For circadian behavior, mutagenesis screens have identified core regulators of the autoregulatory feedback loop, such as Clock and Period. Although much is known about the circuitry that regulates motivation and reward behaviors, forward genetic approaches have not been widely applied to dissect these behaviors in mice. This leaves open the possibility of discovering novel genes, alleles and pathways that regulate these behaviors. Using high-throughput screening to discover mutants for acute cocaine response and open-field behavior, we have developed a collection of cocaine-response and open-field behavioral mutants that we are characterizing. We have genetically mapped three of these lines and are performing next-generation sequencing to identify the causative mutation. We have also used QTL analysis of two closely related mouse substrains to identify a novel gene, Cyfip2, that regulates cocaine response. Using genetics as its foundation, and a combination of biochemistry, physiology and imaging techniques, we dissect complex behavior in mammals.

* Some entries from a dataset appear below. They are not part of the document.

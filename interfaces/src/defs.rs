use serde::{Deserialize, Serialize};
use std::future::Future;

/// Marker every user-visible failure placeholder starts with.
pub const WARNING_MARKER: &str = "⚠️";

/// One summarized article, as it appears in the final report.
#[derive(Debug, Clone, PartialEq, Eq, Serialize, Deserialize)]
pub struct ArticleResult {
    pub title: String,
    pub link: String,
    /// Synopsis, or a placeholder starting with [`WARNING_MARKER`].
    pub summary: String,
    pub published: String,
    /// Characters of text that were handed to the summarizer.
    pub content_length: usize,
}

impl ArticleResult {
    pub fn has_placeholder_summary(&self) -> bool {
        self.summary.starts_with(WARNING_MARKER)
    }
}

#[derive(Debug, Clone, Default, PartialEq, Eq, Serialize, Deserialize)]
pub struct TopicArticles {
    pub topic: String,
    pub articles: Vec<ArticleResult>,
}

/// Topic name -> articles, kept in the order topics were collected.
#[derive(Debug, Clone, Default, PartialEq, Eq, Serialize, Deserialize)]
pub struct TopicResults {
    topics: Vec<TopicArticles>,
}

impl TopicResults {
    pub fn new() -> Self {
        Self::default()
    }

    /// Register a topic with an empty list. Existing topics are left alone.
    pub fn ensure_topic(&mut self, topic: &str) {
        if self.position(topic).is_none() {
            self.topics.push(TopicArticles {
                topic: topic.to_string(),
                articles: Vec::new(),
            });
        }
    }

    /// Append articles to a topic, creating it if needed.
    pub fn extend_topic(&mut self, topic: &str, articles: Vec<ArticleResult>) {
        self.ensure_topic(topic);
        if let Some(index) = self.position(topic) {
            self.topics[index].articles.extend(articles);
        }
    }

    pub fn articles(&self, topic: &str) -> Option<&[ArticleResult]> {
        self.position(topic).map(|index| self.topics[index].articles.as_slice())
    }

    pub fn iter(&self) -> impl Iterator<Item = &TopicArticles> {
        self.topics.iter()
    }

    pub fn topic_names(&self) -> Vec<&str> {
        self.topics.iter().map(|t| t.topic.as_str()).collect()
    }

    pub fn len(&self) -> usize {
        self.topics.len()
    }

    pub fn is_empty(&self) -> bool {
        self.topics.is_empty()
    }

    fn position(&self, topic: &str) -> Option<usize> {
        self.topics.iter().position(|t| t.topic == topic)
    }
}

/// Everything a run collected. Read-only once collection has finished.
#[derive(Debug, Clone, Default, PartialEq, Eq, Serialize, Deserialize)]
pub struct CollectionReport {
    pub topics: TopicResults,
}

impl CollectionReport {
    pub fn new(topics: TopicResults) -> Self {
        Self { topics }
    }

    /// Sum of every topic's article count.
    pub fn total(&self) -> usize {
        self.topics.iter().map(|t| t.articles.len()).sum()
    }

    pub fn is_empty(&self) -> bool {
        self.total() == 0
    }
}

// A sink consumes a finished report exactly once (email, stdout, ...).
// Implementations report failures but must not assume they can retry the
// collection: the report is all there is.
pub trait ReportSink {
    fn deliver(&self, report: &CollectionReport) -> impl Future<Output = anyhow::Result<()>> + Send;
}
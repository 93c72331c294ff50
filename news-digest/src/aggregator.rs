use crate::feeds::FeedTable;
use crate::processor::FeedProcessor;
use crate::types::{CollectionReport, CollectionStats, TopicResults};
use std::time::Duration;
use tracing::info;

/// Walks the feed table topic by topic and gathers every feed's articles.
pub struct DigestCollector<'a> {
    processor: FeedProcessor<'a>,
    max_articles: usize,
    between_feeds: Duration,
}

impl<'a> DigestCollector<'a> {
    pub fn new(processor: FeedProcessor<'a>, max_articles: usize, between_feeds: Duration) -> Self {
        Self {
            processor,
            max_articles,
            between_feeds,
        }
    }

    pub async fn collect(&self, table: &FeedTable) -> CollectionReport {
        self.collect_with_stats(table).await.0
    }

    /// Collect every topic in table order. A failing feed only loses its own
    /// articles; every topic appears in the report, even with no articles.
    pub async fn collect_with_stats(&self, table: &FeedTable) -> (CollectionReport, CollectionStats) {
        let mut results = TopicResults::new();
        let mut stats = CollectionStats::default();

        info!(
            "Collecting {} feeds across {} topics",
            table.feed_count(),
            table.topic_names().len()
        );

        for topic_feeds in table.iter() {
            let topic = topic_feeds.topic.as_str();
            info!("Topic: {}", topic);
            results.ensure_topic(topic);

            for (index, feed_url) in topic_feeds.urls.iter().enumerate() {
                let articles = self.processor.process(feed_url, topic, self.max_articles).await;

                stats.feeds_attempted += 1;
                if !articles.is_empty() {
                    stats.feeds_with_articles += 1;
                }
                stats.articles += articles.len();
                stats.placeholder_summaries += articles.iter().filter(|a| a.has_placeholder_summary()).count();

                results.extend_topic(topic, articles);

                if index + 1 < topic_feeds.urls.len() && !self.between_feeds.is_zero() {
                    tokio::time::sleep(self.between_feeds).await;
                }
            }

            info!(
                "Topic {} total: {} articles",
                topic,
                results.articles(topic).map_or(0, |a| a.len())
            );
        }

        let report = CollectionReport::new(results);
        info!(
            "Collected {} articles from {}/{} feeds ({} with placeholder summaries)",
            report.total(),
            stats.feeds_with_articles,
            stats.feeds_attempted,
            stats.placeholder_summaries
        );

        (report, stats)
    }
}
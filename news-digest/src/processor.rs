use crate::fetcher::Fetcher;
use crate::parser::{fallback_description, parse_feed};
use crate::summarizer::Summarizer;
use crate::types::{ArticleResult, FeedEntry, PacingConfig};
use tracing::{debug, error, info, warn};

pub const DEFAULT_MAX_ARTICLES: usize = 3;

/// Drives a single feed: parse, then fetch / fall back / summarize each entry.
pub struct FeedProcessor<'a> {
    fetcher: &'a Fetcher,
    summarizer: &'a dyn Summarizer,
    pacing: PacingConfig,
}

impl<'a> FeedProcessor<'a> {
    pub fn new(fetcher: &'a Fetcher, summarizer: &'a dyn Summarizer, pacing: PacingConfig) -> Self {
        Self {
            fetcher,
            summarizer,
            pacing,
        }
    }

    /// Process up to `max_articles` entries of the feed at `feed_url`.
    ///
    /// A feed that cannot be fetched or parsed, or has no entries, yields an
    /// empty list. Entries with no obtainable text are skipped.
    pub async fn process(&self, feed_url: &str, topic: &str, max_articles: usize) -> Vec<ArticleResult> {
        info!("Processing feed [{}]: {}", topic, feed_url);

        match self.fetcher.fetch_feed(feed_url).await {
            Ok(document) => self.process_document(&document, topic, max_articles).await,
            Err(e) => {
                error!("Failed to fetch feed {}: {}", feed_url, e);
                Vec::new()
            }
        }
    }

    /// Same as [`process`](Self::process) for an already downloaded document.
    pub async fn process_document(&self, document: &[u8], topic: &str, max_articles: usize) -> Vec<ArticleResult> {
        let entries = match parse_feed(document) {
            Ok(entries) => entries,
            Err(e) => {
                error!("Skipping malformed feed for topic {}: {}", topic, e);
                return Vec::new();
            }
        };

        if entries.is_empty() {
            warn!("Feed for topic {} has no entries", topic);
            return Vec::new();
        }

        let selected = entries.len().min(max_articles);
        info!("Found {} entries, processing {}", entries.len(), selected);

        let mut articles = Vec::new();
        for (index, entry) in entries.iter().take(selected).enumerate() {
            debug!("[{}/{}] {}", index + 1, selected, entry.title);

            if let Some(article) = self.process_entry(entry).await {
                articles.push(article);

                if index + 1 < selected && !self.pacing.between_entries.is_zero() {
                    tokio::time::sleep(self.pacing.between_entries).await;
                }
            }
        }

        articles
    }

    async fn process_entry(&self, entry: &FeedEntry) -> Option<ArticleResult> {
        let mut content = match entry.link.as_deref() {
            Some(link) if !link.is_empty() => self.fetcher.fetch_article(link).await,
            _ => String::new(),
        };

        if content.is_empty() {
            content = fallback_description(entry);
            debug!("Using feed description ({} characters)", content.chars().count());
        }

        if content.is_empty() {
            warn!("No content for '{}', skipping", entry.title);
            return None;
        }

        let summary = self.summarizer.summarize(&content, &entry.title).await;

        Some(ArticleResult {
            title: entry.title.clone(),
            link: entry.link.clone().unwrap_or_default(),
            summary,
            published: entry.published.clone().unwrap_or_default(),
            content_length: content.chars().count(),
        })
    }
}
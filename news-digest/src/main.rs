use anyhow::{bail, Context};
use chrono::Local;
use clap::Parser;
use email_delivery::{ReportAssembler, SmtpMailer};
use interfaces::defs::ReportSink;
use news_digest::processor::DEFAULT_MAX_ARTICLES;
use news_digest::{
    AppConfig, ChatSummarizer, ContentExtractor, DigestCollector, FeedProcessor, FetchConfig,
    Fetcher, PacingConfig, RunConfig, Summarizer,
};
use std::path::PathBuf;
use std::process::ExitCode;
use tracing::{error, info, warn};

/// Collect topic news from RSS feeds, summarize it and email the digest.
#[derive(Debug, Parser)]
#[command(name = "news-digest", version)]
struct Cli {
    /// JSON file overriding the feed table, content selectors or article cap
    #[arg(long)]
    config: Option<PathBuf>,

    /// Entries to process per feed
    #[arg(long)]
    max_articles: Option<usize>,

    /// Print the digest instead of emailing it
    #[arg(long)]
    dry_run: bool,

    /// Debug-level logging
    #[arg(short, long)]
    verbose: bool,
}

#[tokio::main(flavor = "current_thread")]
async fn main() -> ExitCode {
    let cli = Cli::parse();

    tracing_subscriber::fmt()
        .with_max_level(if cli.verbose {
            tracing::Level::DEBUG
        } else {
            tracing::Level::INFO
        })
        .init();

    info!("Starting news digest at {}", Local::now().format("%Y-%m-%d %H:%M:%S"));

    tokio::select! {
        outcome = run(cli) => match outcome {
            Ok(total) => {
                info!("Digest complete: {} articles processed", total);
                ExitCode::SUCCESS
            }
            Err(e) => {
                error!("Digest failed: {:#}", e);
                eprintln!("news-digest failed: {:#}", e);
                ExitCode::FAILURE
            }
        },
        _ = tokio::signal::ctrl_c() => {
            warn!("Interrupted by user");
            eprintln!("news-digest interrupted by user, nothing was sent");
            ExitCode::from(130)
        }
    }
}

async fn run(cli: Cli) -> anyhow::Result<usize> {
    let app_config = AppConfig::from_env().context("Failed to read environment configuration")?;
    let run_config = match &cli.config {
        Some(path) => RunConfig::load(path)
            .with_context(|| format!("Failed to load run configuration {}", path.display()))?,
        None => RunConfig::default(),
    };

    // Checked before any network work so a misconfigured run fails fast.
    let mailer = if cli.dry_run {
        None
    } else {
        Some(SmtpMailer::new(app_config.mail_settings()?))
    };

    if app_config.api_key.is_none() {
        warn!("DEEPSEEK_API_KEY is not set, summaries will be placeholders");
    }

    let feed_table = run_config.feed_table();
    let max_articles = cli
        .max_articles
        .or(run_config.max_articles)
        .unwrap_or(DEFAULT_MAX_ARTICLES);

    let extractor = ContentExtractor::new(&run_config.extractor_config())?;
    let fetcher = Fetcher::new(FetchConfig::default(), extractor)?;
    let summarizer = ChatSummarizer::new(app_config.summarizer_config())?;
    info!("Summarizing with {}", summarizer.adapter_name());
    let pacing = PacingConfig::default();

    let processor = FeedProcessor::new(&fetcher, &summarizer, pacing.clone());
    let collector = DigestCollector::new(processor, max_articles, pacing.between_feeds);

    let (report, stats) = collector.collect_with_stats(&feed_table).await;
    let total = report.total();

    if total == 0 {
        eprintln!("No articles were collected. Possible causes:");
        eprintln!("  - RSS feeds are unavailable");
        eprintln!("  - the network connection is poor");
        eprintln!("  - websites are blocking requests");
        bail!(
            "no articles collected from {} feeds",
            stats.feeds_attempted
        );
    }

    match mailer {
        Some(mailer) => {
            mailer
                .deliver(&report)
                .await
                .context("Failed to send digest email")?;
            info!("Digest sent to {}", mailer.settings().recipient);
        }
        None => {
            let email = ReportAssembler::default().assemble(&report, Local::now());
            println!("Subject: {}\n\n{}", email.subject, email.body);
        }
    }

    Ok(total)
}
use crate::report::{DigestEmail, ReportAssembler};
use anyhow::{Context, Result};
use chrono::Local;
use interfaces::defs::{CollectionReport, ReportSink};
use lettre::message::header::ContentType;
use lettre::transport::smtp::authentication::Credentials;
use lettre::{AsyncSmtpTransport, AsyncTransport, Message, Tokio1Executor};
use std::time::Duration;
use tracing::{info, error};

#[derive(Clone)]
pub struct MailSettings {
    pub host: String,
    pub port: u16,
    /// Login name, also used as the sender address.
    pub username: String,
    pub password: String,
    pub recipient: String,
    pub timeout_seconds: u64,
}

// Keep the password out of logs.
impl std::fmt::Debug for MailSettings {
    fn fmt(&self, f: &mut std::fmt::Formatter<'_>) -> std::fmt::Result {
        f.debug_struct("MailSettings")
            .field("host", &self.host)
            .field("port", &self.port)
            .field("username", &self.username)
            .field("password", &"***")
            .field("recipient", &self.recipient)
            .finish()
    }
}

/// Sends digests over SMTP with STARTTLS.
pub struct SmtpMailer {
    settings: MailSettings,
    assembler: ReportAssembler,
}

impl SmtpMailer {
    pub fn new(settings: MailSettings) -> Self {
        Self {
            settings,
            assembler: ReportAssembler::default(),
        }
    }

    pub fn settings(&self) -> &MailSettings {
        &self.settings
    }

    /// Build the MIME message without sending it.
    pub fn build_message(&self, email: &DigestEmail) -> Result<Message> {
        let message = Message::builder()
            .from(
                self.settings
                    .username
                    .parse()
                    .with_context(|| format!("Invalid sender address '{}'", self.settings.username))?,
            )
            .to(self
                .settings
                .recipient
                .parse()
                .with_context(|| format!("Invalid recipient address '{}'", self.settings.recipient))?)
            .subject(&email.subject)
            .header(ContentType::TEXT_PLAIN)
            .body(email.body.clone())
            .context("Failed to build email message")?;

        Ok(message)
    }

    pub async fn send(&self, email: &DigestEmail) -> Result<()> {
        let message = self.build_message(email)?;

        info!(
            "Connecting to SMTP server {}:{}",
            self.settings.host, self.settings.port
        );

        let transport = AsyncSmtpTransport::<Tokio1Executor>::starttls_relay(&self.settings.host)
            .with_context(|| format!("Invalid SMTP host '{}'", self.settings.host))?
            .port(self.settings.port)
            .credentials(Credentials::new(
                self.settings.username.clone(),
                self.settings.password.clone(),
            ))
            .timeout(Some(Duration::from_secs(self.settings.timeout_seconds)))
            .build();

        match transport.send(message).await {
            Ok(_) => {
                info!("Email sent to {}: {}", self.settings.recipient, email.subject);
                Ok(())
            }
            Err(e) if e.is_permanent() => {
                error!("SMTP server rejected the message: {}", e);
                Err(anyhow::Error::new(e)
                    .context("SMTP server rejected the login or message; check SMTP_USER/SMTP_PASS"))
            }
            Err(e) => {
                error!("SMTP delivery failed: {}", e);
                Err(anyhow::Error::new(e).context(format!(
                    "Failed to deliver email via {}:{}",
                    self.settings.host, self.settings.port
                )))
            }
        }
    }
}

impl ReportSink for SmtpMailer {
    async fn deliver(&self, report: &CollectionReport) -> Result<()> {
        let email = self.assembler.assemble(report, Local::now());
        self.send(&email).await
    }
}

ENU mutagenesis screens and quantitative genetics

As part of the NIH Neurogenomics project (Vitaterna, Pinto and Takahashi, 2007) we screened 10,000 mice per year for five years in six phenotypic domains. Vivek led the psychostimulant response screen in which acute response to cocaine was measured as a locomotor output assay. He developed a high throughput video-based screening facility capable of testing 96 mice per day with only one technician, in a 1.5 hour combined open-field and psychostimulant response assay. At UT Southwestern Vivek conducted a second-generation screen that had a 10-fold increase in detection of true positive mutants (Takahashi, Shimomura and Kumar, 2008, Kumar et. al., 2011). Through these two screens, the Kumar Lab has a panel of mutants that we are characterizing and positionally cloning.  Some of the mutants are described at Kumarlab.org. 

Quantitative genetics

Utilizing quantitative genetics and positional cloning with two closely related mouse substrains, C57BL/6J (B6J – The Jackson Laboratory) and C57BL/6N (B6N – NIH), we have identified Cytoplasmic FMRP Interacting Protein 2 (Cyfip2) as a key regulator of cocaine response in mammals. This work has three major implications. First, we identified a mutation at the nucleotide level utilizing QTL analysis and provided genetic, biochemical and physiological evidence that CYFIP2 is a regulator of acute and sensitized cocaine response. Second, with over 20 commercially available C57BL/6 substrains, many with known behavioral differences, we describe a framework to utilize mouse substrains as a rich genetic source for discovering new genes and alleles that regulate behavior. If other substrains such as C3H/He and DBA/2 are included, hundreds of mouse substrains, many with known phenotypic differences, are available for analysis. Third, as the phenotyping phase of IKMC begins, care must be taken when comparing new behavioral data from B6N substrains with existing data from B6J, particularly for behavioral phenotypes (Kumar et. al., Science 2013).